The eye includes a lens similar to lenses found in optical instruments such as cameras and the same physics principles can be applied. The pupil of the human eye is its aperture; the iris is the diaphragm that serves as the aperture stop. Refraction in the cornea causes the effective aperture (the entrance pupil) to differ slightly from the physical pupil diameter. The entrance pupil is typically about 4 mm in diameter, although it can range from 2 mm (f/8.3) in a brightly lit place to 8 mm (f/2.1) in the dark. The latter value decreases slowly with age; older people's eyes sometimes dilate to not more than 5–6mm in the dark, and may be as small as 1mm in the light.[25][26]

Movement

[edit]
The light circle is the optic disc where the optic nerve exits the retina

The visual system in the human brain is too slow to process information if images are slipping across the retina at more than a few degrees per second.[27] Thus, to be able to see while moving, the brain must compensate for the motion of the head by turning the eyes. Frontal-eyed animals have a small area of the retina with very high visual acuity, the fovea centralis. It covers about 2 degrees of visual angle in people. To get a clear view of the world, the brain must turn the eyes so that the image of the object of regard falls on the fovea. Any failure to make eye movements correctly can lead to serious visual degradation.

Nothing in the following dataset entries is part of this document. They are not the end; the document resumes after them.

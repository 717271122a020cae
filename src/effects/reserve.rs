//! The reserve pipeline.
//!
//! A reserve change runs in four steps:
//!
//! 1. **PRE**: the directional pre-events are broadcast for the affected
//!    player and their reactions drained in a private queue. This is where
//!    cards inject corrections or register skips.
//! 2. **APPLY**: the player's matching corrections are folded into the
//!    amount, then every pending correction on that player is dropped.
//! 3. The folded delta is applied to the resource or card.
//! 4. **POST**: a non-zero change broadcasts the completion event and
//!    SUCCESS_PROCESS; a change folded to zero sends FAILED_PROCESS.

use log::{debug, warn};

use super::correction::{fold_corrections, CorrectionTarget, Direction};
use super::effect::{BoundEffect, EffectKind};
use super::resolver::{change_durability, exec_amount, target_players, Resolution};
use crate::core::{GameState, InstanceId, PlayerId, SkipRegistration};
use crate::stack::{drain_local, QueueEntry};
use crate::triggers::{
    last_consciousness_key, ConditionContext, ConditionEvaluator, Dispatcher, GameEvent, TriggerKind,
};

/// Pre-phase drains nest when a reaction runs another reserve.
const MAX_RESERVE_DEPTH: u32 = 8;

pub(super) fn consciousness(state: &mut GameState, effect: &BoundEffect) -> Resolution {
    player_reserve(state, effect, CorrectionTarget::Consciousness)
}

pub(super) fn scale(state: &mut GameState, effect: &BoundEffect) -> Resolution {
    player_reserve(state, effect, CorrectionTarget::Scale)
}

pub(super) fn card_durability(state: &mut GameState, effect: &BoundEffect) -> Resolution {
    let Some(card) = effect.args.card() else {
        return Resolution::failed("durability reserve without card");
    };
    let Some((owner, current, in_play)) = state
        .card(card)
        .map(|c| (c.owner, c.current_durability, c.location.is_in_play()))
    else {
        return Resolution::failed(format!("{card} does not exist"));
    };
    if !in_play {
        return Resolution::failed_process(state, effect.source, "card is not in play");
    }
    let Some(amount) = reserve_amount(state, effect, current) else {
        return Resolution::failed("durability reserve without amount");
    };

    let Some(delta) = pipeline(state, effect, CorrectionTarget::Wealth, owner, Some(card), amount)
    else {
        return Resolution::failed_process(state, effect.source, "durability change skipped");
    };

    let mut res = Resolution::success();
    let applied = if delta == 0 {
        0
    } else {
        match change_durability(state, &mut res, card, delta, effect.source) {
            Some(applied) => applied,
            None => return Resolution::failed_process(state, effect.source, "card left play"),
        }
    };
    if applied == 0 {
        res.fail("durability change folded to zero");
        res.report(state, false, effect.source);
        return res;
    }
    state.set_temp("last_durability_change", applied);
    res.emit(
        state,
        GameEvent::card(TriggerKind::ModifyCardDurability, owner, card)
            .with_amount(applied)
            .with_source(effect.source),
    );
    res.report(state, true, effect.source);
    res
}

fn player_reserve(state: &mut GameState, effect: &BoundEffect, target: CorrectionTarget) -> Resolution {
    let players = target_players(state, effect);
    if players.is_empty() {
        return Resolution::failed("reserve without player");
    }

    let mut res = Resolution::success();
    let mut changed = false;
    for player in players {
        let current = resource(state, player, target);
        let Some(amount) = reserve_amount(state, effect, current) else {
            return Resolution::failed("reserve without amount");
        };
        let Some(delta) = pipeline(state, effect, target, player, None, amount) else {
            continue;
        };
        if delta == 0 {
            continue;
        }

        let seat = state.player_mut(player);
        let key = match target {
            CorrectionTarget::Scale => {
                seat.scale += delta;
                format!("{}_last_scale_change", player.index())
            }
            _ => {
                seat.consciousness += delta;
                last_consciousness_key(player)
            }
        };
        let name = seat.name.clone();
        state.set_temp(key, delta);
        let label = match target {
            CorrectionTarget::Scale => "規模",
            _ => "意識",
        };
        state.log_event(format!("{name}の{label} {delta:+}"));
        res.emit(
            state,
            GameEvent::new(TriggerKind::reserve_completion(target), player)
                .with_amount(delta)
                .with_source(effect.source),
        );
        changed = true;
    }

    if changed {
        res.report(state, true, effect.source);
    } else {
        res.fail("reserve folded to zero");
        res.report(state, false, effect.source);
    }
    res
}

fn resource(state: &GameState, player: PlayerId, target: CorrectionTarget) -> i32 {
    let seat = state.player(player);
    match target {
        CorrectionTarget::Scale => seat.scale,
        _ => seat.consciousness,
    }
}

/// Signed amount, either literal or a percentage of `current`.
fn reserve_amount(state: &mut GameState, effect: &BoundEffect, current: i32) -> Option<i32> {
    let args = &effect.args;
    match args.amount_percentage {
        Some(pct) => {
            let magnitude = current * pct.abs() / 100;
            if let Some(key) = &args.store_key {
                state.set_temp(key.clone(), magnitude);
            }
            Some(if pct < 0 { -magnitude } else { magnitude })
        }
        None => exec_amount(state, args),
    }
}

/// Run PRE and APPLY for one player. Returns the folded delta, or `None`
/// when a skip blocked the change. A zero amount has no direction and
/// broadcasts nothing.
fn pipeline(
    state: &mut GameState,
    effect: &BoundEffect,
    target: CorrectionTarget,
    player: PlayerId,
    subject: Option<InstanceId>,
    amount: i32,
) -> Option<i32> {
    if amount == 0 {
        return Some(0);
    }
    let direction = Direction::of(amount);
    pre_phase(state, effect.source, target, direction, player, subject, amount);

    if consume_block(state, effect.kind, player) {
        debug!("{} on {player} blocked by a skip", effect.kind);
        return None;
    }

    let corrections = std::mem::take(&mut state.player_mut(player).corrections);
    let applicable: Vec<_> = corrections
        .iter()
        .filter(|c| c.matches(target, direction))
        .filter(|c| match &c.applies_if {
            Some(condition) => {
                let ctx = ConditionContext::new(state, c.injector).with_card(c.source);
                ConditionEvaluator::evaluate(condition, &ctx)
            }
            None => true,
        })
        .map(|c| (c.kind, c.amount))
        .collect();
    let delta = fold_corrections(amount, applicable);
    if delta != amount {
        debug!("{} on {player}: {amount} corrected to {delta}", effect.kind);
    }
    Some(delta)
}

fn pre_phase(
    state: &mut GameState,
    source: Option<InstanceId>,
    target: CorrectionTarget,
    direction: Direction,
    player: PlayerId,
    subject: Option<InstanceId>,
    amount: i32,
) {
    if state.status.reserve_depth >= MAX_RESERVE_DEPTH {
        warn!("reserve pre-phase nested {MAX_RESERVE_DEPTH} deep, not broadcasting");
        return;
    }
    let mut entries: Vec<QueueEntry> = Vec::new();
    for kind in TriggerKind::reserve_pre(target, direction) {
        let mut event = GameEvent::new(kind, player)
            .with_amount(amount)
            .with_source(source);
        event.subject = subject;
        entries.extend(
            Dispatcher::dispatch(state, &event)
                .into_iter()
                .map(QueueEntry::Effect),
        );
    }
    if entries.is_empty() {
        return;
    }
    state.status.reserve_depth += 1;
    drain_local(state, entries);
    state.status.reserve_depth -= 1;
}

/// The primitive kind a reserve ends up performing.
fn direct_kind(kind: EffectKind) -> EffectKind {
    match kind {
        EffectKind::ModifyConsciousnessReserve => EffectKind::ModifyConsciousness,
        EffectKind::ModifyScaleReserve => EffectKind::ModifyScale,
        EffectKind::ModifyCardDurabilityReserve => EffectKind::ModifyCardDurability,
        other => other,
    }
}

/// Consume a skip registered for this reserve or its direct kind.
fn consume_block(state: &mut GameState, kind: EffectKind, player: PlayerId) -> bool {
    let direct = direct_kind(kind);
    let matches = |skip: &SkipRegistration| {
        skip.player == player && (skip.kind == kind || skip.kind == direct)
    };
    match state.skips.iter().position(matches) {
        Some(index) => {
            state.skips.remove(index);
            true
        }
        None => false,
    }
}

Having two eyes allows the brain to determine the depth and distance of an object, called stereovision, and gives the sense of three-dimensionality to the vision. Both eyes must point accurately enough that the object of regard falls on corresponding points of the two retinas to stimulate stereovision; otherwise, double vision might occur. Some persons with congenitally crossed eyes tend to ignore one eye's vision, thus do not suffer double vision, and do not have stereovision. The movements of the eye are controlled by six muscles attached to each eye, and allow the eye to elevate, depress, converge, diverge and roll. These muscles are both controlled voluntarily and involuntarily to track objects and correct for simultaneous head movements.

Rapid

[edit]

Rapid eye movement, REM, typically refers to the sleep stage during which the most vivid dreams occur. During this stage, the eyes move rapidly.

Saccadian

[edit]

Saccades are quick, simultaneous movements of both eyes in the same direction controlled by the frontal lobe of the brain.

Fixational

[edit]

Even when looking intently at a single spot, the eyes drift around. This ensures that individual photosensitive cells are continually stimulated in different degrees. Without changing input, these cells would otherwise stop generating output.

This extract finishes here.